**Task directions:** Gather each line of the records where "queue" appears.
● ● ●
use std::collections::VecDeque;

use tracing::{debug, trace};

use crate::network::{Matrix, Network, Solution};

struct Arc {
    points: (usize, usize),
    cap: i64,
    flow: i64,
}

pub struct DinicGraph {
    /// current flow
    flow: i64,
    /// map from node to arcs
    adjacency: Vec<Vec<usize>>,
    /// arc storage, every arc is followed by its reverse
    arcs: Vec<Arc>,
    /// level graph
    level: Vec<usize>,
    /// resume cursor into each adjacency list
    pointer: Vec<usize>,
    /// source node
    source: usize,
    /// sink node
    sink: usize,
}

impl DinicGraph {
    pub fn new(n: usize, source: usize, sink: usize) -> Self {
        DinicGraph {
            flow: 0,
            adjacency: vec![vec![]; n],
            arcs: vec![],
            level: vec![usize::MAX; n],
            pointer: vec![0; n],
            source,
            sink,
        }
    }

    fn reset(&mut self) {
        self.level.fill(usize::MAX);
        self.pointer.fill(0);
    }

    pub fn add_arc(&mut self, from: usize, to: usize, cap: i64) {
        let m = self.arcs.len();
        self.arcs.push(Arc {
            points: (from, to),
            cap,
            flow: 0,
        });
        self.arcs.push(Arc {
            points: (to, from),
            cap: 0,
            flow: 0,
        });
        self.adjacency[from].push(m);
        self.adjacency[to].push(m + 1);
    }

    fn bfs(&mut self) -> bool {
        let mut queue = VecDeque::new();
        queue.push_back(self.source);
        self.level[self.source] = 0;
        while let Some(v) = queue.pop_front() {
            for id in self.adjacency[v].iter().copied() {
                if self.arcs[id].cap - self.arcs[id].flow < 1 {
                    continue;
                }
                if self.level[self.arcs[id].points.1] != usize::MAX {
                    continue;
                }
                self.level[self.arcs[id].points.1] = self.level[v] + 1;
                queue.push_back(self.arcs[id].points.1);
            }
        }
        self.level[self.sink] != usize::MAX
    }

    fn dfs(&mut self, v: usize, budget: i64) -> i64 {
        stacker::maybe_grow(32 * 1024, 1024 * 1024, || {
            if budget == 0 {
                return 0;
            }
            if v == self.sink {
                return budget;
            }
            while self.pointer[v] < self.adjacency[v].len() {
                let id = self.adjacency[v][self.pointer[v]];
                let u = self.arcs[id].points.1;
                let space = self.arcs[id].cap - self.arcs[id].flow;
                if self.level[v] + 1 == self.level[u] && space > 0 {
                    let update = self.dfs(u, budget.min(space));
                    if update > 0 {
                        self.arcs[id].flow += update;
                        self.arcs[id ^ 1].flow -= update;
                        return update;
                    }
                }
                // saturated, off-level or leads to a dead end for this phase
                self.pointer[v] += 1;
            }
            0
        })
    }

    pub fn calculate_flow(&mut self) -> i64 {
        let mut phase = 0;
        while self.bfs() {
            phase += 1;
            trace!(phase, sink_level = self.level[self.sink], "level graph built");
            loop {
                let update = self.dfs(self.source, i64::MAX);
                if update < 1 {
                    break;
                }
                self.flow += update;
            }
            self.reset();
        }
        debug!(phases = phase, flow = self.flow, "blocking flow exhausted");
        self.flow
    }

    /// Net flow per ordered node pair.
    pub fn current_flow(&self) -> Matrix {
        let mut flow = Matrix::new(self.level.len(), 0);
        for arc in self.arcs.iter().step_by(2) {
            let (u, v) = arc.points;
            flow.add(u, v, arc.flow);
            flow.add(v, u, -arc.flow);
        }
        flow
    }
}

impl From<&Network> for DinicGraph {
    fn from(network: &Network) -> Self {
        let mut graph = DinicGraph::new(network.size(), network.source(), network.sink());
        for (u, v, cap) in network.arcs() {
            graph.add_arc(u, v, cap);
        }
        graph
    }
}

pub fn solve(network: &Network) -> Solution {
    if network.is_degenerate() {
        return Solution::degenerate(network);
    }
    let mut graph = DinicGraph::from(network);
    let max_flow = graph.calculate_flow();
    Solution {
        max_flow,
        cost: None,
        flow: graph.current_flow(),
    }
}
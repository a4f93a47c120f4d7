//! Generic push/relabel without any selection rule: every pass scans all
//! inner nodes in index order.

use tracing::{debug, trace};

use crate::network::{Network, Residual, Solution};

struct Preflow<'a> {
    residual: Residual<'a>,
    height: Vec<usize>,
    excess: Vec<i64>,
}

impl<'a> Preflow<'a> {
    /// Saturates every arc leaving the source.
    fn new(network: &'a Network) -> Self {
        let n = network.size();
        let source = network.source();
        let mut preflow = Preflow {
            residual: Residual::new(network),
            height: vec![0; n],
            excess: vec![0; n],
        };
        preflow.height[source] = n;
        for v in network.neighbours(source).iter().copied() {
            let cap = preflow.residual.residual(source, v);
            if cap > 0 {
                preflow.residual.push(source, v, cap);
                preflow.excess[v] += cap;
                preflow.excess[source] -= cap;
            }
        }
        preflow
    }

    fn push(&mut self, u: usize, v: usize) -> bool {
        let send = self.excess[u].min(self.residual.residual(u, v));
        if send > 0 && self.height[u] == self.height[v] + 1 {
            self.residual.push(u, v, send);
            self.excess[u] -= send;
            self.excess[v] += send;
            return true;
        }
        false
    }

    fn relabel(&mut self, u: usize) -> bool {
        let lowest = self
            .residual
            .network()
            .neighbours(u)
            .iter()
            .copied()
            .filter(|&v| self.residual.residual(u, v) > 0)
            .map(|v| self.height[v])
            .min();
        match lowest {
            Some(h) if h + 1 != self.height[u] => {
                self.height[u] = h + 1;
                true
            }
            _ => false,
        }
    }

    /// One full pass over the inner nodes; reports whether anything changed.
    fn discharge_all(&mut self) -> bool {
        let network = self.residual.network();
        let mut progress = false;
        for u in 0..network.size() {
            if u == network.source() || u == network.sink() || self.excess[u] <= 0 {
                continue;
            }
            for v in network.neighbours(u).iter().copied() {
                if self.push(u, v) {
                    progress = true;
                }
            }
            if self.excess[u] > 0 && self.relabel(u) {
                progress = true;
            }
        }
        progress
    }
}

pub fn solve(network: &Network) -> Solution {
    if network.is_degenerate() {
        return Solution::degenerate(network);
    }
    let mut preflow = Preflow::new(network);
    let mut passes = 0usize;
    while preflow.discharge_all() {
        passes += 1;
        trace!(passes, "push/relabel pass");
    }
    let source = network.source();
    let max_flow = (0..network.size())
        .map(|v| preflow.residual.flow(source, v))
        .sum();
    debug!(passes, max_flow, "preflow became a flow");
    preflow.residual.finish(max_flow)
}
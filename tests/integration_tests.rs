//! Integration tests for ctxzip
//!
//! These tests drive the binary end to end: compaction writes to a real
//! directory and the reader commands get the content back.

use assert_cmd::Command;
use assert_cmd::cargo::cargo_bin_cmd;
use ctxzip::compaction::extract_reference_keys;
use ctxzip::storage::file_uri_from_dir;
use predicates::prelude::*;
use serde_json::{Value, json};
use std::fs;
use tempfile::TempDir;

/// Helper to create a ctxzip Command isolated from the caller's environment
fn ctxzip(dir: &TempDir) -> Command {
    let mut cmd = cargo_bin_cmd!("ctxzip");
    cmd.current_dir(dir.path())
        .env_remove("CTXZIP_STORAGE")
        .env_remove("CTXZIP_LOG");
    cmd
}

/// Storage URI for a `store` directory inside `dir`
fn storage_uri(dir: &TempDir) -> String {
    let store = dir.path().join("store");
    fs::create_dir_all(&store).unwrap();
    file_uri_from_dir(&store)
}

fn log_output() -> String {
    (1..=200)
        .map(|i| {
            if i % 50 == 0 {
                format!("{:04} ERROR upstream timeout", i)
            } else {
                format!("{:04} INFO request ok", i)
            }
        })
        .collect::<Vec<_>>()
        .join("\n")
}

/// user turn, assistant tool call, then a large tool result in the window
fn conversation() -> Value {
    json!([
        {"role": "user", "content": "why are requests failing?"},
        {"role": "assistant", "content": [
            {"type": "tool-call", "toolCallId": "call_1", "toolName": "fetchLogs", "input": {"service": "api"}}
        ]},
        {"role": "tool", "content": [
            {"type": "tool-result", "toolCallId": "call_1", "toolName": "fetchLogs",
             "output": {"type": "text", "value": log_output()}}
        ]}
    ])
}

fn compact(dir: &TempDir, storage: &str, input: &Value) -> Value {
    let output = ctxzip(dir)
        .args(["--storage", storage, "compact"])
        .write_stdin(input.to_string())
        .assert()
        .success()
        .get_output()
        .stdout
        .clone();
    serde_json::from_slice(&output).unwrap()
}

fn reference_of(compacted: &Value) -> String {
    compacted[2]["content"][0]["output"]["value"]
        .as_str()
        .unwrap()
        .to_string()
}

// =============================================================================
// Basic CLI Tests
// =============================================================================

mod cli_basics {
    use super::*;

    #[test]
    fn test_ctxzip_help() {
        let dir = TempDir::new().unwrap();
        ctxzip(&dir)
            .arg("--help")
            .assert()
            .success()
            .stdout(predicate::str::contains("compact"))
            .stdout(predicate::str::contains("grep"));
    }

    #[test]
    fn test_ctxzip_version() {
        let dir = TempDir::new().unwrap();
        ctxzip(&dir).arg("--version").assert().success();
    }

    #[test]
    fn test_unknown_subcommand_fails() {
        let dir = TempDir::new().unwrap();
        ctxzip(&dir).arg("summarize").assert().failure();
    }

    #[test]
    fn test_tools_prints_definitions() {
        let dir = TempDir::new().unwrap();
        let output = ctxzip(&dir)
            .arg("tools")
            .assert()
            .success()
            .get_output()
            .stdout
            .clone();
        let definitions: Value = serde_json::from_slice(&output).unwrap();
        assert_eq!(definitions[0]["name"], "readFile");
        assert_eq!(definitions[1]["name"], "grepAndSearchFile");
    }
}

// =============================================================================
// Compaction Tests
// =============================================================================

mod compaction {
    use super::*;

    #[test]
    fn test_compact_replaces_tool_result_with_reference() {
        let dir = TempDir::new().unwrap();
        let storage = storage_uri(&dir);

        let compacted = compact(&dir, &storage, &conversation());
        let reference = reference_of(&compacted);
        assert!(reference.starts_with("Written to file://"));
        assert!(reference.ends_with("Use the read/search tools to inspect its contents."));

        let keys = extract_reference_keys(&reference);
        assert_eq!(keys.len(), 1);
        let stored = fs::read_to_string(dir.path().join("store").join(keys[0])).unwrap();
        assert_eq!(stored, log_output());

        // Everything outside the tool result is untouched.
        assert_eq!(compacted[0], conversation()[0]);
        assert_eq!(compacted[1], conversation()[1]);
        assert_eq!(compacted[2]["content"][0]["toolCallId"], "call_1");
    }

    #[test]
    fn test_compact_is_idempotent() {
        let dir = TempDir::new().unwrap();
        let storage = storage_uri(&dir);

        let once = compact(&dir, &storage, &conversation());
        let twice = compact(&dir, &storage, &once);
        assert_eq!(once, twice);
    }

    #[test]
    fn test_compact_respects_boundary() {
        let dir = TempDir::new().unwrap();
        let storage = storage_uri(&dir);
        let mut input = conversation();
        input
            .as_array_mut()
            .unwrap()
            .push(json!({"role": "assistant", "content": "The upstream is timing out."}));

        // Default window starts after the final assistant text: nothing to do.
        let untouched = compact(&dir, &storage, &input);
        assert_eq!(untouched, input);

        let output = ctxzip(&dir)
            .args(["--storage", storage.as_str(), "compact", "--boundary", "entire-conversation"])
            .write_stdin(input.to_string())
            .assert()
            .success()
            .get_output()
            .stdout
            .clone();
        let compacted: Value = serde_json::from_slice(&output).unwrap();
        assert!(reference_of(&compacted).starts_with("Written to "));
    }

    #[test]
    fn test_compact_files_and_report() {
        let dir = TempDir::new().unwrap();
        let storage = storage_uri(&dir);
        let input_path = dir.path().join("in.json");
        let output_path = dir.path().join("out.json");
        fs::write(&input_path, conversation().to_string()).unwrap();

        let assert = ctxzip(&dir)
            .args(["--storage", storage.as_str(), "compact", "--report", "--input"])
            .arg(&input_path)
            .arg("--output")
            .arg(&output_path)
            .assert()
            .success();
        let report: Value = serde_json::from_slice(&assert.get_output().stderr).unwrap();
        assert_eq!(report["blocks_written"], 1);
        assert_eq!(report["window_start"], 1);

        let compacted: Value =
            serde_json::from_str(&fs::read_to_string(&output_path).unwrap()).unwrap();
        assert!(reference_of(&compacted).starts_with("Written to "));
    }

    #[test]
    fn test_compact_rejects_invalid_input() {
        let dir = TempDir::new().unwrap();
        let storage = storage_uri(&dir);
        ctxzip(&dir)
            .args(["--storage", storage.as_str(), "compact"])
            .write_stdin("{\"role\": \"user\"}")
            .assert()
            .failure()
            .stderr(predicate::str::contains("JSON array of messages"));
    }

    #[test]
    fn test_compact_rejects_unsupported_storage() {
        let dir = TempDir::new().unwrap();
        ctxzip(&dir)
            .args(["--storage", "s3://bucket/prefix", "compact"])
            .write_stdin(conversation().to_string())
            .assert()
            .failure()
            .stderr(predicate::str::contains("s3"));
    }
}

// =============================================================================
// Reader Tool Tests
// =============================================================================

mod readers {
    use super::*;

    fn compacted_key(dir: &TempDir, storage: &str) -> String {
        let compacted = compact(dir, storage, &conversation());
        let reference = reference_of(&compacted);
        extract_reference_keys(&reference)[0].to_string()
    }

    #[test]
    fn test_read_round_trip() {
        let dir = TempDir::new().unwrap();
        let storage = storage_uri(&dir);
        let key = compacted_key(&dir, &storage);

        ctxzip(&dir)
            .args(["--storage", storage.as_str(), "read", key.as_str()])
            .assert()
            .success()
            .stdout(predicate::str::starts_with("0001 INFO request ok"))
            .stdout(predicate::str::contains("0200 ERROR upstream timeout"));
    }

    #[test]
    fn test_read_line_range() {
        let dir = TempDir::new().unwrap();
        let storage = storage_uri(&dir);
        let key = compacted_key(&dir, &storage);

        ctxzip(&dir)
            .args(["--storage", storage.as_str(), "read", key.as_str()])
            .args(["--start-line", "50", "--max-lines", "1"])
            .assert()
            .success()
            .stdout("0050 ERROR upstream timeout\n");
    }

    #[test]
    fn test_grep_round_trip() {
        let dir = TempDir::new().unwrap();
        let storage = storage_uri(&dir);
        let key = compacted_key(&dir, &storage);

        ctxzip(&dir)
            .args(["--storage", storage.as_str(), "grep", key.as_str(), "error", "--flags", "i"])
            .assert()
            .success()
            .stdout(predicate::str::contains("50: 0050 ERROR upstream timeout"))
            .stdout(predicate::str::contains("200: 0200 ERROR upstream timeout"))
            .stdout(predicate::str::contains("INFO").not());
    }

    #[test]
    fn test_grep_json_output() {
        let dir = TempDir::new().unwrap();
        let storage = storage_uri(&dir);
        let key = compacted_key(&dir, &storage);

        let output = ctxzip(&dir)
            .args(["--storage", storage.as_str(), "grep", key.as_str(), "ERROR", "--json"])
            .args(["--max-results", "2", "-C", "1"])
            .assert()
            .success()
            .get_output()
            .stdout
            .clone();
        let result: Value = serde_json::from_slice(&output).unwrap();
        let matches = result["matches"].as_array().unwrap();
        assert_eq!(matches.len(), 2);
        assert_eq!(matches[0]["line_number"], 50);
        assert_eq!(matches[0]["context"]["before"][0]["line_number"], 49);
        assert_eq!(matches[0]["context"]["after"][0]["line_number"], 51);
        assert_eq!(result["key"], key.as_str());
    }

    #[test]
    fn test_grep_invalid_pattern_fails() {
        let dir = TempDir::new().unwrap();
        let storage = storage_uri(&dir);
        let key = compacted_key(&dir, &storage);

        ctxzip(&dir)
            .args(["--storage", storage.as_str(), "grep", key.as_str(), "(unclosed"])
            .assert()
            .failure()
            .stderr(predicate::str::contains("Invalid regex"));
    }

    #[test]
    fn test_read_missing_key_fails() {
        let dir = TempDir::new().unwrap();
        let storage = storage_uri(&dir);

        ctxzip(&dir)
            .args(["--storage", storage.as_str(), "read", "nope.txt"])
            .assert()
            .failure()
            .stderr(predicate::str::contains("Key not found: nope.txt"));
    }

    #[test]
    fn test_read_without_storage_fails() {
        let dir = TempDir::new().unwrap();
        ctxzip(&dir)
            .args(["read", "anything.txt"])
            .assert()
            .failure()
            .stderr(predicate::str::contains("No storage configured"));
    }

    #[test]
    fn test_storage_from_env() {
        let dir = TempDir::new().unwrap();
        let storage = storage_uri(&dir);
        let key = compacted_key(&dir, &storage);

        ctxzip(&dir)
            .env("CTXZIP_STORAGE", &storage)
            .args(["read", key.as_str(), "--max-lines", "1"])
            .assert()
            .success()
            .stdout("0001 INFO request ok\n");
    }
}

// =============================================================================
// Configuration Tests
// =============================================================================

mod configuration {
    use super::*;

    #[test]
    fn test_config_show_defaults() {
        let dir = TempDir::new().unwrap();
        ctxzip(&dir)
            .args(["config", "show"])
            .assert()
            .success()
            .stdout(predicate::str::contains("No ctxzip.toml found"))
            .stdout(predicate::str::contains("since-last-assistant-or-user-text"));
    }

    #[test]
    fn test_config_init_creates_file() {
        let dir = TempDir::new().unwrap();
        ctxzip(&dir)
            .args(["config", "init"])
            .assert()
            .success()
            .stdout(predicate::str::contains("Created ctxzip.toml"));
        assert!(dir.path().join("ctxzip.toml").exists());

        ctxzip(&dir)
            .args(["config", "init"])
            .assert()
            .success()
            .stdout(predicate::str::contains("already exists"));

        ctxzip(&dir)
            .args(["config", "validate"])
            .assert()
            .success()
            .stdout(predicate::str::contains("Configuration is valid."));
    }

    #[test]
    fn test_config_validate_reports_warnings() {
        let dir = TempDir::new().unwrap();
        fs::write(
            dir.path().join("ctxzip.toml"),
            "[compaction]\nkey_strategy = \"sequential\"\n",
        )
        .unwrap();

        ctxzip(&dir)
            .args(["config", "validate"])
            .assert()
            .success()
            .stdout(predicate::str::contains("Configuration warnings:"))
            .stdout(predicate::str::contains("sequential"));
    }

    #[test]
    fn test_config_file_storage_is_used() {
        let dir = TempDir::new().unwrap();
        let storage = storage_uri(&dir);
        fs::write(
            dir.path().join("ctxzip.toml"),
            format!("[compaction]\nstorage = \"{}\"\n", storage),
        )
        .unwrap();

        let output = ctxzip(&dir)
            .arg("compact")
            .write_stdin(conversation().to_string())
            .assert()
            .success()
            .get_output()
            .stdout
            .clone();
        let compacted: Value = serde_json::from_slice(&output).unwrap();
        let reference = reference_of(&compacted);
        let key = extract_reference_keys(&reference)[0].to_string();
        assert!(dir.path().join("store").join(&key).exists());

        ctxzip(&dir)
            .args(["read", key.as_str(), "--max-lines", "1"])
            .assert()
            .success()
            .stdout("0001 INFO request ok\n");
    }
}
● ● ●
**Reply to the exercise:**
        let mut queue = VecDeque::new();
        queue.push_back(self.source);
        while let Some(v) = queue.pop_front() {
                queue.push_back(self.arcs[id].points.1);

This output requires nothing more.